■ What to produce: Report every line of the records below that contains the word "rleft".

■ Saved data entries:
# # #

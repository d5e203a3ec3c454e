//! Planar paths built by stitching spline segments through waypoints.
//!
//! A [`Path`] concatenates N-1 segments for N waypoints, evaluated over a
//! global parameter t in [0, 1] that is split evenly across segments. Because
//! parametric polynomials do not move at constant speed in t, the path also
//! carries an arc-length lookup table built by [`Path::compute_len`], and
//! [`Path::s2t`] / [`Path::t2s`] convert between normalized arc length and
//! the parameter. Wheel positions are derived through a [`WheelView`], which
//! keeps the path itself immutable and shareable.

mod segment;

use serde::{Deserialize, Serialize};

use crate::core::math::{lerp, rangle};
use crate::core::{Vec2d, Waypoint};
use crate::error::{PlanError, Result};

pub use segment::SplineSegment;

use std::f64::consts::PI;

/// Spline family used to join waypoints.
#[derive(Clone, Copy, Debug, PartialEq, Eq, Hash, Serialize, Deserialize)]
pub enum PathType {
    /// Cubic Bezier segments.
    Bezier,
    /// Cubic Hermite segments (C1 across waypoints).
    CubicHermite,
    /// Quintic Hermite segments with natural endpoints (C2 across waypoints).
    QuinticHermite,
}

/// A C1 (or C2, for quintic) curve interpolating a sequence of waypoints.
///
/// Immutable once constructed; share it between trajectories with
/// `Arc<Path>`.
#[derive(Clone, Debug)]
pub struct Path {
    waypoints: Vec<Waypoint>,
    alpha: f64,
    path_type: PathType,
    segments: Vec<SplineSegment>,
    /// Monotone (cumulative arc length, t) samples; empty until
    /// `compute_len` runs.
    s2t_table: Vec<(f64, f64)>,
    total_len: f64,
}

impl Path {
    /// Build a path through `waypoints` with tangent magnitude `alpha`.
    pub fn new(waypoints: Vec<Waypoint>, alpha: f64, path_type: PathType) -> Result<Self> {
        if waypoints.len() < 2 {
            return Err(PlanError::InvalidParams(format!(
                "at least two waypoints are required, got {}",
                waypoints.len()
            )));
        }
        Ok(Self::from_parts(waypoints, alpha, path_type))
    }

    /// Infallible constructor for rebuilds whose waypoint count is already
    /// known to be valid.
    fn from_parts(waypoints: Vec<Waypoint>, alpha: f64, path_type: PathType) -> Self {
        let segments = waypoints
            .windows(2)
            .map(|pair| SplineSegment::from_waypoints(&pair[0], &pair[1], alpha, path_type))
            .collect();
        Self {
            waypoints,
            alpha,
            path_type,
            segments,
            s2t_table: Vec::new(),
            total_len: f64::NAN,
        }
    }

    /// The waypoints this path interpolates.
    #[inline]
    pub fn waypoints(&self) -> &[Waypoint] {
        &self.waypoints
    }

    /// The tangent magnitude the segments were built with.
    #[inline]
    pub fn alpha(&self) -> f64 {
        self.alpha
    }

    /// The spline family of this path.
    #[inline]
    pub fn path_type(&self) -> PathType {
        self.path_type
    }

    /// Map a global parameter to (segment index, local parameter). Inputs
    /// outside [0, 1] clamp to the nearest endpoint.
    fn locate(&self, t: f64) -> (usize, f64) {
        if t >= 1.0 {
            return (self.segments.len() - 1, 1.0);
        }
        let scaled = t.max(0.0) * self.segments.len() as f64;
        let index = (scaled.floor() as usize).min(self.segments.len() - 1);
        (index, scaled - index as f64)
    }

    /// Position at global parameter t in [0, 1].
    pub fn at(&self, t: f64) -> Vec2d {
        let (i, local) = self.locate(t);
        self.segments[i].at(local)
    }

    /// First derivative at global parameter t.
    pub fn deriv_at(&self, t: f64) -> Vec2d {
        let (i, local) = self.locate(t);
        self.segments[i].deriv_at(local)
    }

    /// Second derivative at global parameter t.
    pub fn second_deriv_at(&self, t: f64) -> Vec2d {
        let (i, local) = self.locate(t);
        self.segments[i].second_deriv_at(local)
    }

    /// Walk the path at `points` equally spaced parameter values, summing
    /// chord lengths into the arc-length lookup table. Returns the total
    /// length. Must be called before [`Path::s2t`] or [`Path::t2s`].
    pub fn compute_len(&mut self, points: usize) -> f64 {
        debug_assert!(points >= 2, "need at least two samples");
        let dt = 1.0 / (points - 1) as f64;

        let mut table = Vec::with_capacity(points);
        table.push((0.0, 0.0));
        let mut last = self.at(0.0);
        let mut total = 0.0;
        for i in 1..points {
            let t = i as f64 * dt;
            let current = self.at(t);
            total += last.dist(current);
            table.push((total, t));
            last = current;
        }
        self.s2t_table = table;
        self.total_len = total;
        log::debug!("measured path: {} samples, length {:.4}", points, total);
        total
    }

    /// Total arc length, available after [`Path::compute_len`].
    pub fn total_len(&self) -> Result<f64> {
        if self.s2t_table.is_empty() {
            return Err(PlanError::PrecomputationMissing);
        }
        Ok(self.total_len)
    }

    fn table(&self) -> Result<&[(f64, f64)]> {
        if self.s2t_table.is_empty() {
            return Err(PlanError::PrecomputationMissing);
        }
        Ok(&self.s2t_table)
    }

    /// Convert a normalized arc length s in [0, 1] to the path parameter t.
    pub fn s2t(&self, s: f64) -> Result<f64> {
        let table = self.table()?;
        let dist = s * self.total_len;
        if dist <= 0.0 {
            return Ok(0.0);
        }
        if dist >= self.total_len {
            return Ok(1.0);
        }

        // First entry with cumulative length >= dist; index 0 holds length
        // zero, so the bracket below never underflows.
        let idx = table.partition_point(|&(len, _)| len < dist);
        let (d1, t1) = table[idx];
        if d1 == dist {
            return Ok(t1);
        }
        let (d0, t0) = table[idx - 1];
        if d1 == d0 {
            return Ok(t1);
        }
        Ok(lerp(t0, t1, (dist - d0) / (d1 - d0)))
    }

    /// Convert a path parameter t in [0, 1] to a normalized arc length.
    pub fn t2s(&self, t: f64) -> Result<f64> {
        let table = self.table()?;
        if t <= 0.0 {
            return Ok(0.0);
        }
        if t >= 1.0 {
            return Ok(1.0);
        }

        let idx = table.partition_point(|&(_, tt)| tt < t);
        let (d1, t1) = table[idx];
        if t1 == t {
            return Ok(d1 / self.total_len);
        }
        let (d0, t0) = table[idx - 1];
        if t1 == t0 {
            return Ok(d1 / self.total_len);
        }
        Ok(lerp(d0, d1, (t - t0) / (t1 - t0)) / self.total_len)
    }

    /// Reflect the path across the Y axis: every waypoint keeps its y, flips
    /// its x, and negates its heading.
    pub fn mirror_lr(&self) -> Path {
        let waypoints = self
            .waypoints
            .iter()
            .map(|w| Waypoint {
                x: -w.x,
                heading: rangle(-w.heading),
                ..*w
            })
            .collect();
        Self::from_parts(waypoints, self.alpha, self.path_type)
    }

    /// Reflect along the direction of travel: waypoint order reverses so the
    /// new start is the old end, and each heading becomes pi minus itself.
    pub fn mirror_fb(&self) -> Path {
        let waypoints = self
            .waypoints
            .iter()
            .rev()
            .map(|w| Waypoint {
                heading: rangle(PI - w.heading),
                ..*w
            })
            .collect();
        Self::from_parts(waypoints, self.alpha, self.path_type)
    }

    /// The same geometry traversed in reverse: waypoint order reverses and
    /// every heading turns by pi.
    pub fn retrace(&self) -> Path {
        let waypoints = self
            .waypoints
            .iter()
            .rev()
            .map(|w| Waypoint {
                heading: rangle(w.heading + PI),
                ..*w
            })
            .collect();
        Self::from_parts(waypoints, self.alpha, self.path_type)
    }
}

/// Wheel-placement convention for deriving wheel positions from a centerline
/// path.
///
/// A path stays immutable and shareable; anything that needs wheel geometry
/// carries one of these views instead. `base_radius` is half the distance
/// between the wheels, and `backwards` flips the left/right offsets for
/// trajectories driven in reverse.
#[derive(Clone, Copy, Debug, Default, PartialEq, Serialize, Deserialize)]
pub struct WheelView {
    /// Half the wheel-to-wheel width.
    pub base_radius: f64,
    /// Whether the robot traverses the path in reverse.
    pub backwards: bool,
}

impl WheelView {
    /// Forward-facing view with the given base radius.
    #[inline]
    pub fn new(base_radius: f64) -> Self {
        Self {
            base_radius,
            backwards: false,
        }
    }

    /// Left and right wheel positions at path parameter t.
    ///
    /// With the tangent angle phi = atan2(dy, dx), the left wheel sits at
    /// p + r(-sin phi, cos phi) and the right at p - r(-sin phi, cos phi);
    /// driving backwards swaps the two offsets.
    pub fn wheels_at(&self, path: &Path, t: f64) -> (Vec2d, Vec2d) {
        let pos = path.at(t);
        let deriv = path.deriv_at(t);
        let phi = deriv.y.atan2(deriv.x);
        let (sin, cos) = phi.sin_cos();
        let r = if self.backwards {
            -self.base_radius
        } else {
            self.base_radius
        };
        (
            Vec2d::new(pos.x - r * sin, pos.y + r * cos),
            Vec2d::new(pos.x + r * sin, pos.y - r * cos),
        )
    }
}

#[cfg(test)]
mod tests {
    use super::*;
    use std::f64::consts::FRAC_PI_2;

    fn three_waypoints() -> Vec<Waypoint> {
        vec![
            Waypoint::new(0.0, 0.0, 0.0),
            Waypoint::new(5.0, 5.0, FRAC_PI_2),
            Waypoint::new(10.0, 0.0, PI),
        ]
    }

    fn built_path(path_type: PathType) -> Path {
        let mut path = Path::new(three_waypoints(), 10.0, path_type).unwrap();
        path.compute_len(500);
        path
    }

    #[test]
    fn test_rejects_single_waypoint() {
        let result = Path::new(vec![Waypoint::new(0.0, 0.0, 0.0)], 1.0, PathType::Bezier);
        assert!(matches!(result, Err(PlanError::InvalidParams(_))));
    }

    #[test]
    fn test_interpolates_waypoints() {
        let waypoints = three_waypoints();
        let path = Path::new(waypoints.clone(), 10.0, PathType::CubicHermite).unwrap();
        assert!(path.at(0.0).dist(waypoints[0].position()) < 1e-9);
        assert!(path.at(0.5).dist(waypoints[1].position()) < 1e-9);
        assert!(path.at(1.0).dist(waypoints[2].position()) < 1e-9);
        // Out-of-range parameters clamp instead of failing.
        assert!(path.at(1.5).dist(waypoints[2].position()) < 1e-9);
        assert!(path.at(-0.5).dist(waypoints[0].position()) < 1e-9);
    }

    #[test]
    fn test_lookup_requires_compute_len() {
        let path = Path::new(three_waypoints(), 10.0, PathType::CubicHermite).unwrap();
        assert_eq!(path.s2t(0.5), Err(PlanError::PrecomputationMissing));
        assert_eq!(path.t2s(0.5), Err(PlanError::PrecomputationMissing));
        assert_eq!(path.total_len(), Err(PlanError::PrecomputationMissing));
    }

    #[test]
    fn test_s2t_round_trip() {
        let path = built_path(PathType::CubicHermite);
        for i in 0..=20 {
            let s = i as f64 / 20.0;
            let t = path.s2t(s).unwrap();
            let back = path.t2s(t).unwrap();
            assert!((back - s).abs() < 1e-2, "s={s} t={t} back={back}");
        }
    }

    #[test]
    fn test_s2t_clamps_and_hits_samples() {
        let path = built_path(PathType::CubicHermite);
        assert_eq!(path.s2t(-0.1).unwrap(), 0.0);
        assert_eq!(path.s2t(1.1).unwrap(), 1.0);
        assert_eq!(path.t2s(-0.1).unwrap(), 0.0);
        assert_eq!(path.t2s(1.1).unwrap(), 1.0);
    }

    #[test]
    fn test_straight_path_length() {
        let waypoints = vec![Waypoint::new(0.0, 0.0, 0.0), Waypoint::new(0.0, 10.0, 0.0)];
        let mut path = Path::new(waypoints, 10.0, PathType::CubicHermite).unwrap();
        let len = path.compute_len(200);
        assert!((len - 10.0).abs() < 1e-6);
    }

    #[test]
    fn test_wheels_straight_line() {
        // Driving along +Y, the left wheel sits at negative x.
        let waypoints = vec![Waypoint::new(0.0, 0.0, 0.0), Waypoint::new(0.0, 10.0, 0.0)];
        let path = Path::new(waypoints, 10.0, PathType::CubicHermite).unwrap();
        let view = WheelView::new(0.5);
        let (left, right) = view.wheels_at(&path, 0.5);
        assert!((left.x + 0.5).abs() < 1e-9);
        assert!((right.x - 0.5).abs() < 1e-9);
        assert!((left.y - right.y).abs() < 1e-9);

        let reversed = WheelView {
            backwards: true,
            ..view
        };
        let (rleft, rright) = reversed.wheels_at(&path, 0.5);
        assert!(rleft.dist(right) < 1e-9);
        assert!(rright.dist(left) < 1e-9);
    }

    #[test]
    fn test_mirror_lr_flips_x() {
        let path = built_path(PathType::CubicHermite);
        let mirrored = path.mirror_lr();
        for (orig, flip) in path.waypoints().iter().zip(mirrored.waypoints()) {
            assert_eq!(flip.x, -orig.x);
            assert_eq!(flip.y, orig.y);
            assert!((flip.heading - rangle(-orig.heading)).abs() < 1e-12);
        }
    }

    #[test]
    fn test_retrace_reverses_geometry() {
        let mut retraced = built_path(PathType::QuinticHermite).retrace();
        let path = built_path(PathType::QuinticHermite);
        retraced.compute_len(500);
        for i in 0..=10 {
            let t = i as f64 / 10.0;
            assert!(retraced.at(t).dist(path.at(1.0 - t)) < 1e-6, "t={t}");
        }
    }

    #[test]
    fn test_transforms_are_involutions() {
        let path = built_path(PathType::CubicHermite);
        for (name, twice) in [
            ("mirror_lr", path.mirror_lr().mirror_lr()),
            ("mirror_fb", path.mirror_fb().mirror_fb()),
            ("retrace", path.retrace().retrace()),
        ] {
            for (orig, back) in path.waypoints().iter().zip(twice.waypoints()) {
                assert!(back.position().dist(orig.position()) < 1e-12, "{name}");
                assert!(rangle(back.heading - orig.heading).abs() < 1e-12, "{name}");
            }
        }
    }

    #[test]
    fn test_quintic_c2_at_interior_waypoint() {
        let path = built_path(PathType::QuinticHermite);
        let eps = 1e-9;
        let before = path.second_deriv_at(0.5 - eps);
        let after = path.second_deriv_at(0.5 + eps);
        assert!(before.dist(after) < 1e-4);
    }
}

# # #

■ Response area:
        let (rleft, rright) = reversed.wheels_at(&path, 0.5);
        assert!(rleft.dist(right) < 1e-9);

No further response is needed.